**WHAT NEEDS TO BE DONE**
Look below. Copy each line that has "merged" in it.
--- DATA SUPPLIED Enclosed Below ---
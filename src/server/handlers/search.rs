use std::collections::BTreeMap;
use std::time::Instant;

use axum::extract::{Path, Query, State};
use axum::http::StatusCode;
use axum::response::{Json, Response};
use serde_json::{json, Value};

use super::ensure_read_ready;
use crate::error::{respond, EngineError, EngineResult};
use crate::server::AppState;

/// Searches that tripped the cutoff return partial results with a 408.
fn search_response(result: Value) -> Response {
    let timed_out = result
        .get("out_of_bounds")
        .and_then(Value::as_bool)
        .unwrap_or(false);
    let code = if timed_out {
        StatusCode::REQUEST_TIMEOUT
    } else {
        StatusCode::OK
    };
    respond(code, result)
}

pub async fn search_collection(
    State(state): State<AppState>,
    Path(name): Path<String>,
    Query(params): Query<BTreeMap<String, String>>,
) -> EngineResult<Response> {
    ensure_read_ready(&state)?;
    let start = Instant::now();
    let req_id = state.next_req_id();
    state
        .housekeeper
        .add_req(req_id, format!("search {} q={:?}", name, params.get("q")));
    let result = state
        .manager
        .do_search(params, BTreeMap::new(), &name, start);
    state.housekeeper.remove_req(req_id);
    Ok(search_response(result?))
}

fn value_map(search: &Value) -> BTreeMap<String, String> {
    search
        .as_object()
        .map(|obj| {
            obj.iter()
                .map(|(k, v)| {
                    let s = match v {
                        Value::String(s) => s.clone(),
                        other => other.to_string(),
                    };
                    (k.clone(), s)
                })
                .collect()
        })
        .unwrap_or_default()
}

/// `POST /multi_search`: federated by default; a union when `union: true`.
pub async fn multi_search(
    State(state): State<AppState>,
    Query(query): Query<BTreeMap<String, String>>,
    Json(body): Json<Value>,
) -> EngineResult<Response> {
    ensure_read_ready(&state)?;
    let start = Instant::now();
    let searches = body
        .get("searches")
        .and_then(Value::as_array)
        .ok_or_else(|| EngineError::ClientError("`searches` must be an array.".into()))?;

    let is_union = body.get("union").and_then(Value::as_bool).unwrap_or(false);
    if is_union {
        let maps: Vec<BTreeMap<String, String>> = searches.iter().map(value_map).collect();
        let result = state.manager.do_union(maps, start)?;
        return Ok(search_response(result));
    }

    // Federated: every search runs independently; per-search failures land in
    // that slot without failing the whole request. Common query-string
    // parameters apply to every search unless it sets its own.
    let mut results = Vec::with_capacity(searches.len());
    for search in searches {
        let mut map = value_map(search);
        for (k, v) in &query {
            map.entry(k.clone()).or_insert_with(|| v.clone());
        }
        let Some(collection) = map.remove("collection") else {
            results.push(json!({"code": 400, "error": "Each search must name a `collection`."}));
            continue;
        };
        match state.manager.do_search(map, BTreeMap::new(), &collection, start) {
            Ok(result) => results.push(result),
            Err(e) => results.push(json!({"code": e.code(), "error": e.to_string()})),
        }
    }
    Ok(respond(StatusCode::OK, json!({ "results": results })))
}
use regex::Regex;
use serde_json::{json, Map, Value};

use crate::error::{EngineError, EngineResult};

/// Scalar kind of a field; whether the field holds one value or an array of
/// them is tracked separately by `Field::is_array`.
#[derive(Debug, Clone, Copy, PartialEq, Eq, Hash)]
pub enum FieldType {
    String,
    Int32,
    Int64,
    Float,
    Bool,
    Geopoint,
    Object,
    Auto,
    Image,
}

impl FieldType {
    /// Parse a wire type string like `"int32[]"` into kind + array flag.
    pub fn parse(type_str: &str) -> EngineResult<(FieldType, bool)> {
        let (base, is_array) = match type_str.strip_suffix("[]") {
            Some(base) => (base, true),
            None => (type_str, false),
        };
        let kind = match base {
            "string" => FieldType::String,
            "int32" => FieldType::Int32,
            "int64" => FieldType::Int64,
            "float" => FieldType::Float,
            "bool" => FieldType::Bool,
            "geopoint" => FieldType::Geopoint,
            "object" => FieldType::Object,
            "auto" => FieldType::Auto,
            "image" => FieldType::Image,
            _ => {
                return Err(EngineError::ClientError(format!(
                    "Field type `{}` is invalid.",
                    type_str
                )))
            }
        };
        if is_array && matches!(kind, FieldType::Auto | FieldType::Image) {
            return Err(EngineError::ClientError(format!(
                "Field type `{}` is invalid.",
                type_str
            )));
        }
        Ok((kind, is_array))
    }

    pub fn as_str(&self) -> &'static str {
        match self {
            FieldType::String => "string",
            FieldType::Int32 => "int32",
            FieldType::Int64 => "int64",
            FieldType::Float => "float",
            FieldType::Bool => "bool",
            FieldType::Geopoint => "geopoint",
            FieldType::Object => "object",
            FieldType::Auto => "auto",
            FieldType::Image => "image",
        }
    }

    pub fn is_numeric(&self) -> bool {
        matches!(self, FieldType::Int32 | FieldType::Int64 | FieldType::Float)
    }
}

/// Distance function for vector fields.
#[derive(Debug, Clone, Copy, PartialEq, Eq, Default)]
pub enum VectorDistance {
    #[default]
    Cosine,
    Ip,
}

impl VectorDistance {
    pub fn parse(s: &str) -> EngineResult<Self> {
        match s {
            "cosine" => Ok(VectorDistance::Cosine),
            "ip" => Ok(VectorDistance::Ip),
            _ => Err(EngineError::ClientError(format!(
                "Invalid vector distance `{}`: must be `cosine` or `ip`.",
                s
            ))),
        }
    }

    pub fn as_str(&self) -> &'static str {
        match self {
            VectorDistance::Cosine => "cosine",
            VectorDistance::Ip => "ip",
        }
    }
}

/// HNSW build parameters for a vector field.
#[derive(Debug, Clone, PartialEq)]
pub struct HnswParams {
    pub m: usize,
    pub ef_construction: usize,
}

impl Default for HnswParams {
    fn default() -> Self {
        Self {
            m: 16,
            ef_construction: 200,
        }
    }
}

/// Auto-embedding configuration: which fields feed the model, and the model.
#[derive(Debug, Clone, PartialEq)]
pub struct EmbedConfig {
    pub from: Vec<String>,
    pub model_name: String,
    pub model_config: Map<String, Value>,
}

/// Infix search mode for a query field.
#[derive(Debug, Clone, Copy, PartialEq, Eq, Default)]
pub enum InfixMode {
    #[default]
    Off,
    Always,
    Fallback,
}

impl InfixMode {
    pub fn parse(s: &str) -> EngineResult<Self> {
        match s {
            "off" | "false" => Ok(InfixMode::Off),
            "always" | "true" => Ok(InfixMode::Always),
            "fallback" => Ok(InfixMode::Fallback),
            _ => Err(EngineError::ClientError(format!(
                "Invalid infix value `{}`.",
                s
            ))),
        }
    }
}

/// Suffix appended to a reference field's name to hold the resolved foreign
/// sequence id.
pub const REFERENCE_HELPER_SUFFIX: &str = "_sequence_id";

/// Sidecar key listing the fields synthesized by nested-path flattening.
pub const FLAT_SIDECAR_KEY: &str = ".flat";
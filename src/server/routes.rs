use axum::{
    routing::{delete, get, patch, post, put},
    Router,
};
use tower_http::cors::{Any, CorsLayer};
use tower_http::trace::TraceLayer;

use super::handlers::*;
use super::AppState;

pub fn create_router(state: AppState) -> Router {
    Router::new()
        // Collections
        .route("/collections", get(list_collections).post(create_collection))
        .route(
            "/collections/{name}",
            get(get_collection)
                .delete(drop_collection)
                .patch(alter_collection),
        )
        // Documents
        .route("/collections/{name}/documents", post(write_documents))
        .route("/collections/{name}/documents/import", post(import_documents))
        .route("/collections/{name}/documents/search", get(search_collection))
        .route("/collections/{name}/documents/export", get(export_documents))
        .route(
            "/collections/{name}/documents/{id}",
            get(get_document).delete(delete_document),
        )
        // Curation
        .route("/collections/{name}/overrides", get(list_overrides))
        .route(
            "/collections/{name}/overrides/{id}",
            put(upsert_override).delete(delete_override),
        )
        .route("/collections/{name}/synonyms/{id}", put(upsert_synonym))
        // Multi search
        .route("/multi_search", post(multi_search))
        // Aliases
        .route("/aliases", get(list_aliases))
        .route(
            "/aliases/{name}",
            get(get_alias).put(upsert_alias).delete(delete_alias),
        )
        // Presets
        .route("/presets", get(list_presets))
        .route(
            "/presets/{name}",
            get(get_preset).put(upsert_preset).delete(delete_preset),
        )
        // Stopwords & stemming
        .route(
            "/stopwords/{name}",
            get(get_stopwords).put(upsert_stopwords).delete(delete_stopwords),
        )
        .route("/stemming/dictionaries/{name}", put(upsert_stem_dictionary))
        // Async write status
        .route("/async/{req_id}", get(async_request_status))
        // Cluster operations
        .route("/health", get(health))
        .route("/status", get(cluster_status))
        .route("/operations/snapshot", post(trigger_snapshot))
        .route("/operations/vote", post(trigger_vote))
        .layer(TraceLayer::new_for_http())
        .layer(
            CorsLayer::new()
                .allow_methods(Any)
                .allow_origin(Any)
                .allow_headers(Any),
        )
        .with_state(state)
}
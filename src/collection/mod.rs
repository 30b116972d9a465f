use std::collections::{BTreeSet, HashSet};
use std::sync::atomic::{AtomicU32, Ordering};
use std::sync::Arc;

use serde_json::{Map, Value};

pub mod curation;
pub mod manager;

pub use curation::{Override, RuleMatch, Synonym};
pub use manager::{CollectionManager, LockedCollection};

use crate::error::{EngineError, EngineResult};
use crate::filter::{FilterContext, FilterLeaf, Predicate};
use crate::index::{geo, Analyzer, CollectionIndexes, TokenizerConfig};
use crate::schema::{
    flatten_document, infer_type, CollectionSchema, Field, FieldType, FLAT_SIDECAR_KEY,
    REFERENCE_HELPER_SUFFIX,
};
use crate::store::{Store, StoreOp, COLLECTION_META_PREFIX, COLLECTION_NEXT_SEQ_PREFIX};

/// Document write operation.
#[derive(Debug, Clone, Copy, PartialEq, Eq)]
pub enum WriteOperation {
    Create,
    Upsert,
    Update,
    Emplace,
}

impl WriteOperation {
    pub fn parse(s: &str) -> EngineResult<Self> {
        match s {
            "create" => Ok(WriteOperation::Create),
            "upsert" => Ok(WriteOperation::Upsert),
            "update" => Ok(WriteOperation::Update),
            "emplace" => Ok(WriteOperation::Emplace),
            _ => Err(EngineError::ClientError(format!(
                "Invalid document write action `{}`.",
                s
            ))),
        }
    }
}

/// Resolves a foreign document's string id to its sequence id:
/// `(collection_name, string_id) -> seq_id`.
pub type ReferenceResolver<'a> = dyn Fn(&str, &str) -> EngineResult<Option<u32>> + 'a;
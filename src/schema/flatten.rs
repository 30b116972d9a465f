use serde_json::{Map, Value};

use super::field::{infer_type, Field, FieldType, FLAT_SIDECAR_KEY};
use crate::error::{EngineError, EngineResult};

/// A dotted nested path together with its collected value(s).
struct Leaf {
    name: String,
    values: Vec<Value>,
    via_array: bool,
}

/// Expand every nested path of `doc` reachable via a matching field pattern
/// into flat dotted top-level keys, recording the synthesized names under
/// `.flat`. Returns the flattened-field descriptors to promote into the
/// schema (`nested = true`, `nested_array` as observed).
pub fn flatten_document(
    doc: &mut Map<String, Value>,
    fields: &[Field],
) -> EngineResult<Vec<Field>> {
    let mut leaves: Vec<Leaf> = Vec::new();
    for (key, value) in doc.iter() {
        if key == FLAT_SIDECAR_KEY {
            continue;
        }
        match value {
            Value::Object(_) => collect_leaves(key, value, false, &mut leaves),
            Value::Array(items) if items.iter().all(Value::is_object) && !items.is_empty() => {
                collect_leaves(key, value, false, &mut leaves)
            }
            _ => {}
        }
    }

    let mut flat_names: Vec<String> = Vec::new();
    let mut promoted: Vec<Field> = Vec::new();

    for leaf in leaves {
        let matched = fields.iter().find(|f| f.matches(&leaf.name));
        let Some(pattern) = matched else {
            continue;
        };

        // A singular-typed declaration cannot sit behind an array of objects.
        if leaf.via_array && !pattern.is_dynamic() && !pattern.is_array {
            return Err(EngineError::ClientError(format!(
                "Field `{}` has an array of objects in its path; declare it as `{}[]`.",
                leaf.name,
                pattern.field_type.as_str()
            )));
        }

        let flat_value = if leaf.via_array {
            let mut merged = Vec::new();
            for v in leaf.values {
                match v {
                    Value::Array(items) => merged.extend(items),
                    other => merged.push(other),
                }
            }
            Value::Array(merged)
        } else {
            leaf.values.into_iter().next().unwrap_or(Value::Null)
        };

        let (kind, is_array) = if pattern.is_dynamic() || pattern.field_type == FieldType::Auto {
            match infer_type(&flat_value) {
                Some(t) => t,
                None => continue,
            }
        } else {
            (pattern.field_type, pattern.is_array)
        };

        let mut flat_field = Field::new(&leaf.name, kind, is_array || leaf.via_array);
        flat_field.nested = true;
        flat_field.nested_array = Some(leaf.via_array);
        flat_field.facet = pattern.facet;
        flat_field.optional = true;
        flat_field.index = pattern.index;
        flat_field.locale = pattern.locale.clone();
        promoted.push(flat_field);

        doc.insert(leaf.name.clone(), flat_value);
        flat_names.push(leaf.name);
    }

    if !flat_names.is_empty() {
        doc.insert(
            FLAT_SIDECAR_KEY.to_string(),
            Value::Array(flat_names.into_iter().map(Value::String).collect()),
        );
    }

    Ok(promoted)
}

fn collect_leaves(prefix: &str, value: &Value, via_array: bool, out: &mut Vec<Leaf>) {
    match value {
        Value::Object(obj) => {
            for (key, child) in obj {
                let path = format!("{}.{}", prefix, key);
                collect_leaves(&path, child, via_array, out);
            }
        }
        Value::Array(items) if items.iter().all(Value::is_object) && !items.is_empty() => {
            for item in items {
                collect_leaves(prefix, item, true, out);
            }
        }
        other => {
            // Scalar or array-of-scalars: a leaf. Prefixed paths only; plain
            // top-level scalars are already flat.
            if !prefix.contains('.') {
                return;
            }
            if let Some(existing) = out.iter_mut().find(|l| l.name == prefix) {
                existing.values.push(other.clone());
                existing.via_array |= via_array;
            } else {
                out.push(Leaf {
                    name: prefix.to_string(),
                    values: vec![other.clone()],
                    via_array,
                });
            }
        }
    }
}

#[cfg(test)]
mod tests {
    use super::*;
    use serde_json::json;

    fn auto_fields() -> Vec<Field> {
        vec![Field::from_json(&json!({"name": ".*", "type": "auto"})).unwrap()]
    }

    #[test]
    fn test_flatten_simple_object() {
        let mut doc = json!({"id": "0", "company": {"name": "Nike"}})
            .as_object()
            .unwrap()
            .clone();
        let promoted = flatten_document(&mut doc, &auto_fields()).unwrap();

        assert_eq!(doc.get("company.name"), Some(&json!("Nike")));
        assert_eq!(doc.get(".flat"), Some(&json!(["company.name"])));
        assert_eq!(promoted.len(), 1);
        assert_eq!(promoted[0].name, "company.name");
        assert!(promoted[0].nested);
        assert_eq!(promoted[0].nested_array, Some(false));
        assert_eq!(promoted[0].field_type, FieldType::String);
        assert!(!promoted[0].is_array);
    }

    #[test]
    fn test_flatten_array_of_objects_aggregates() {
        let mut doc = json!({
            "id": "0",
            "locations": [
                {"address": {"street": "One Bowerman Drive"}},
                {"address": {"street": "175 Commerce Valley"}}
            ]
        })
        .as_object()
        .unwrap()
        .clone();
        let promoted = flatten_document(&mut doc, &auto_fields()).unwrap();

        assert_eq!(
            doc.get("locations.address.street"),
            Some(&json!(["One Bowerman Drive", "175 Commerce Valley"]))
        );
        assert_eq!(promoted[0].nested_array, Some(true));
        assert!(promoted[0].is_array);
    }

    #[test]
    fn test_singular_declaration_behind_object_array_rejected() {
        let fields = vec![Field::from_json(
            &json!({"name": "locations.address.street", "type": "string"}),
        )
        .unwrap()];
        let mut doc = json!({
            "locations": [{"address": {"street": "a"}}, {"address": {"street": "b"}}]
        })
        .as_object()
        .unwrap()
        .clone();

        let err = flatten_document(&mut doc, &fields).unwrap_err();
        assert_eq!(err.code(), 400);
    }

    #[test]
    fn test_unmatched_paths_are_skipped() {
        let fields = vec![Field::from_json(
            &json!({"name": "company.name", "type": "string"}),
        )
        .unwrap()];
        let mut doc = json!({"company": {"name": "Nike", "size": 3}})
            .as_object()
            .unwrap()
            .clone();
        let promoted = flatten_document(&mut doc, &fields).unwrap();

        assert_eq!(promoted.len(), 1);
        assert!(doc.contains_key("company.name"));
        assert!(!doc.contains_key("company.size"));
    }

    #[test]
    fn test_scalar_arrays_inside_objects() {
        let mut doc = json!({"spec": {"colors": ["red", "blue"]}})
            .as_object()
            .unwrap()
            .clone();
        let promoted = flatten_document(&mut doc, &auto_fields()).unwrap();

        assert_eq!(doc.get("spec.colors"), Some(&json!(["red", "blue"])));
        assert!(promoted[0].is_array);
        assert_eq!(promoted[0].nested_array, Some(false));
    }
}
--- End of Enclosed DATA SUPPLIED ---
**YOUR SOLUTION**
            let mut merged = Vec::new();
                    Value::Array(items) => merged.extend(items),
                    other => merged.push(other),
            Value::Array(merged)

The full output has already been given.